A metabolic labeling method detects m6A transcriptome-wide at single base resolution

Transcriptome-wide mapping of N-6-methyladenosine (m(6)A) at base resolution remains an issue, impeding our understanding of m(6)A roles at the nucleotide level. Here, we report a metabolic labeling method to detect mRNA m(6)A transcriptome-wide at base resolution, called 'm(6)A-label-seq'. Human and mouse cells could be fed with a methionine analog, Se-allyl-l-selenohomocysteine, which substitutes the methyl group on the enzyme cofactor SAM with the allyl.

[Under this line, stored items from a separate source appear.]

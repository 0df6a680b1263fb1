//! Calendar types for status queries.
//!
//! All caller-facing dates are literal `YYYY-MM-DD` strings. [`DateStamp`]
//! validates that format at the boundary, before any store access; [`Period`]
//! expands a reference date into the full list of dates in its containing
//! ISO week or calendar month for the rollup summaries.

use chrono::{Datelike, Duration, NaiveDate};
use serde::{Deserialize, Serialize};
use std::fmt;
use std::str::FromStr;

/// Error for a caller-supplied date string that is not `YYYY-MM-DD`.
#[derive(Debug, Clone, thiserror::Error)]
#[error("invalid date '{0}': expected YYYY-MM-DD")]
pub struct InvalidDate(pub String);

/// A validated calendar date in `YYYY-MM-DD` form.
///
/// Construction is strict: the input must round-trip through the canonical
/// formatting, so `2025-6-5` or `2025-06-05T00:00:00` are rejected.
#[derive(Debug, Clone, Copy, PartialEq, Eq, PartialOrd, Ord, Hash)]
pub struct DateStamp(NaiveDate);

impl DateStamp {
    /// Parse and validate a `YYYY-MM-DD` string.
    pub fn parse(s: &str) -> Result<Self, InvalidDate> {
        let date = NaiveDate::parse_from_str(s, "%Y-%m-%d")
            .map_err(|_| InvalidDate(s.to_string()))?;
        let stamp = Self(date);
        if stamp.to_string() != s {
            return Err(InvalidDate(s.to_string()));
        }
        Ok(stamp)
    }

    /// Wrap an already-validated calendar date.
    pub fn from_date(date: NaiveDate) -> Self {
        Self(date)
    }

    /// Today's date in UTC, the default for dashboard queries.
    pub fn today_utc() -> Self {
        Self(chrono::Utc::now().date_naive())
    }

    /// The underlying calendar date.
    pub fn date(&self) -> NaiveDate {
        self.0
    }
}

impl fmt::Display for DateStamp {
    fn fmt(&self, f: &mut fmt::Formatter<'_>) -> fmt::Result {
        write!(f, "{}", self.0.format("%Y-%m-%d"))
    }
}

impl FromStr for DateStamp {
    type Err = InvalidDate;

    fn from_str(s: &str) -> Result<Self, Self::Err> {
        Self::parse(s)
    }
}

/// Kind of period a summary covers.
#[derive(Debug, Clone, Copy, PartialEq, Eq, Serialize, Deserialize)]
#[serde(rename_all = "lowercase")]
pub enum PeriodType {
    Daily,
    Weekly,
    Monthly,
}

/// A contiguous list of calendar dates containing a reference date.
///
/// Derived deterministically from the reference date; immutable once built.
#[derive(Debug, Clone, PartialEq, Eq)]
pub struct Period {
    kind: PeriodType,
    reference: DateStamp,
    dates: Vec<DateStamp>,
}

impl Period {
    /// A single-day period.
    pub fn single(date: DateStamp) -> Self {
        Self {
            kind: PeriodType::Daily,
            reference: date,
            dates: vec![date],
        }
    }

    /// The Monday-start ISO week containing `date`, always 7 entries.
    pub fn week_of(date: DateStamp) -> Self {
        let offset = date.date().weekday().num_days_from_monday() as i64;
        let monday = date.date() - Duration::days(offset);
        let dates = (0..7)
            .map(|d| DateStamp::from_date(monday + Duration::days(d)))
            .collect();
        Self {
            kind: PeriodType::Weekly,
            reference: date,
            dates,
        }
    }

    /// Every day of the calendar month containing `date`, leap-aware.
    pub fn month_of(date: DateStamp) -> Self {
        let month = date.date().month();
        // day 1 always exists for a valid date
        let mut day = date.date().with_day(1).unwrap();
        let mut dates = Vec::new();
        while day.month() == month {
            dates.push(DateStamp::from_date(day));
            day = match day.succ_opt() {
                Some(next) => next,
                None => break, // end of the calendar
            };
        }
        Self {
            kind: PeriodType::Monthly,
            reference: date,
            dates,
        }
    }

    pub fn kind(&self) -> PeriodType {
        self.kind
    }

    pub fn reference(&self) -> DateStamp {
        self.reference
    }

    /// The dates of this period, in ascending order.
    pub fn dates(&self) -> &[DateStamp] {
        &self.dates
    }

    /// `first to last` label, or the single date for a daily period.
    pub fn range_label(&self) -> String {
        match self.dates.as_slice() {
            [] => self.reference.to_string(),
            [only] => only.to_string(),
            [first, .., last] => format!("{} to {}", first, last),
        }
    }
}
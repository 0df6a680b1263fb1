//! Error types for store operations.

/// Result type for store operations.
pub type StoreResult<T> = Result<T, StoreError>;

/// Error type for store operations.
///
/// `Unavailable` and `MalformedSchema` are degradable: the service layer
/// treats the affected tier as empty and keeps going. `Configuration` and
/// `Internal` surface at startup or as 500s at the HTTP boundary.
#[derive(Debug, thiserror::Error)]
pub enum StoreError {
    /// A tier table or the raw directory cannot be opened or read.
    #[error("unavailable: {0}")]
    Unavailable(String),

    /// Reading or filtering a table failed mid-query.
    #[error("query error: {0}")]
    Query(String),

    /// A table is readable but its schema lacks an expected column or the
    /// column cannot be decoded.
    #[error("malformed schema: {0}")]
    MalformedSchema(String),

    /// Configuration or initialization error.
    #[error("configuration error: {0}")]
    Configuration(String),

    #[error("internal error: {0}")]
    Internal(String),
}

impl From<polars::error::PolarsError> for StoreError {
    fn from(e: polars::error::PolarsError) -> Self {
        StoreError::Query(e.to_string())
    }
}

impl From<std::io::Error> for StoreError {
    fn from(e: std::io::Error) -> Self {
        StoreError::Unavailable(e.to_string())
    }
}

impl From<String> for StoreError {
    fn from(s: String) -> Self {
        StoreError::Internal(s)
    }
}
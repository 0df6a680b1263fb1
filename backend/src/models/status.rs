//! Derived status values and summary DTOs returned to the dashboard.

use serde::{Deserialize, Serialize};
use std::collections::BTreeMap;
use std::fmt;

use super::PeriodType;

/// Whether a (user, tier/signal, date) cell has at least one matching record.
#[derive(Debug, Clone, Copy, PartialEq, Eq, Serialize, Deserialize)]
pub enum Availability {
    Available,
    Missing,
}

impl Availability {
    pub fn from_bool(present: bool) -> Self {
        if present {
            Availability::Available
        } else {
            Availability::Missing
        }
    }
}

impl fmt::Display for Availability {
    fn fmt(&self, f: &mut fmt::Formatter<'_>) -> fmt::Result {
        match self {
            Availability::Available => f.write_str("Available"),
            Availability::Missing => f.write_str("Missing"),
        }
    }
}

/// Outcome of a pipeline-stage consistency check over aggregate totals.
#[derive(Debug, Clone, Copy, PartialEq, Eq, Serialize, Deserialize)]
pub enum PipelineStatus {
    Success,
    Failed,
}

impl PipelineStatus {
    pub fn from_bool(ok: bool) -> Self {
        if ok {
            PipelineStatus::Success
        } else {
            PipelineStatus::Failed
        }
    }
}

/// One row of a status grid: a user id plus one availability cell per column.
///
/// Cells are keyed by the tier table name (sync status) or signal name
/// (vitals coverage); `StatusTable::columns` carries the presentation order
/// and labels.
#[derive(Debug, Clone, PartialEq, Eq, Serialize, Deserialize)]
pub struct StatusRow {
    pub user_id: String,
    #[serde(flatten)]
    pub cells: BTreeMap<String, Availability>,
}

/// A per-user availability grid for a single date.
#[derive(Debug, Clone, PartialEq, Eq, Serialize, Deserialize)]
pub struct StatusTable {
    /// Column labels, `user_id` first.
    pub columns: Vec<String>,
    pub rows: Vec<StatusRow>,
}

/// Aggregate reconciliation of record counts across the storage tiers,
/// computed fresh per request and never persisted.
#[derive(Debug, Clone, PartialEq, Eq, Serialize, Deserialize)]
pub struct ReconciliationSummary {
    /// Reference date of the query.
    pub date: String,
    pub period_type: PeriodType,
    /// `first to last` for rollups, the date itself for daily.
    pub date_range: String,
    /// Every date the counts were aggregated over.
    pub date_list: Vec<String>,
    /// Distinct users seen in the raw tier, unless overridden by settings.
    pub total_users: usize,
    pub total_raw: u64,
    pub total_bronze: u64,
    pub total_silver: u64,
    pub raw_to_bronze_status: PipelineStatus,
    pub bronze_to_silver_status: PipelineStatus,
    /// Users whose counts satisfy the fan-out rule across all tiers.
    pub successful_ingestions: usize,
    pub failed_ingestions: usize,
    /// Sorted ids of every user seen in the raw tier over the period.
    pub users: Vec<String>,
}

#[cfg(test)]
mod tests {
    use super::*;

    #[test]
    fn test_availability_serializes_as_label() {
        let json = serde_json::to_string(&Availability::Available).unwrap();
        assert_eq!(json, "\"Available\"");
        let json = serde_json::to_string(&Availability::Missing).unwrap();
        assert_eq!(json, "\"Missing\"");
    }

    #[test]
    fn test_status_row_flattens_cells() {
        let mut cells = BTreeMap::new();
        cells.insert("bronze".to_string(), Availability::Available);
        let row = StatusRow {
            user_id: "u1".to_string(),
            cells,
        };
        let value = serde_json::to_value(&row).unwrap();
        assert_eq!(value["user_id"], "u1");
        assert_eq!(value["bronze"], "Available");
    }

    #[test]
    fn test_period_type_serializes_lowercase() {
        assert_eq!(
            serde_json::to_string(&PeriodType::Weekly).unwrap(),
            "\"weekly\""
        );
    }
}
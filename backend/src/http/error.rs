//! HTTP error handling and response types.

use axum::{
    http::StatusCode,
    response::{IntoResponse, Response},
    Json,
};
use serde::{Deserialize, Serialize};

use crate::db::repository::StoreError;

/// API error response body.
#[derive(Debug, Clone, Serialize, Deserialize)]
pub struct ApiError {
    /// Error code for programmatic handling
    pub code: String,
    /// Human-readable error message
    pub message: String,
}

impl ApiError {
    pub fn new(code: impl Into<String>, message: impl Into<String>) -> Self {
        Self {
            code: code.into(),
            message: message.into(),
        }
    }
}

/// Application error type for HTTP handlers.
#[derive(Debug)]
pub enum AppError {
    /// Invalid request (validation error, malformed date)
    BadRequest(String),
    /// Internal server error
    Internal(String),
    /// Store error surfaced from the data layer
    Store(StoreError),
}

impl IntoResponse for AppError {
    fn into_response(self) -> Response {
        let (status, error) = match self {
            AppError::BadRequest(msg) => {
                (StatusCode::BAD_REQUEST, ApiError::new("BAD_REQUEST", msg))
            }
            AppError::Internal(msg) => (
                StatusCode::INTERNAL_SERVER_ERROR,
                ApiError::new("INTERNAL_ERROR", msg),
            ),
            AppError::Store(e) => (
                StatusCode::INTERNAL_SERVER_ERROR,
                ApiError::new("STORE_ERROR", e.to_string()),
            ),
        };

        (status, Json(error)).into_response()
    }
}

impl From<StoreError> for AppError {
    fn from(err: StoreError) -> Self {
        AppError::Store(err)
    }
}

impl From<crate::models::InvalidDate> for AppError {
    fn from(err: crate::models::InvalidDate) -> Self {
        AppError::BadRequest(err.to_string())
    }
}
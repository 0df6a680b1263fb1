//! Store implementations.

#[cfg(feature = "local-repo")]
pub mod local;

#[cfg(feature = "delta-repo")]
pub mod delta;

#[cfg(feature = "local-repo")]
pub use local::LocalStore;

#[cfg(feature = "delta-repo")]
pub use delta::DeltaDirStore;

Cellular RNAs could therefore be metabolically modified with N-6-allyladenosine (a(6)A) at supposed m(6)A-generating adenosine sites. We pinpointed the mRNA a(6)A locations based on iodination-induced misincorporation at the opposite site in complementary DNA during reverse transcription. We identified a few thousand mRNA m(6)A sites in human HeLa, HEK293T and mouse H2.35 cells, carried out a parallel comparison of m(6)A-label-seq with available m(6)A sequencing methods, and validated selected sites by an orthogonal method. This method offers advantages in detecting clustered m(6)A sites and holds promise to locate nuclear nascent RNA m(6)A modifications.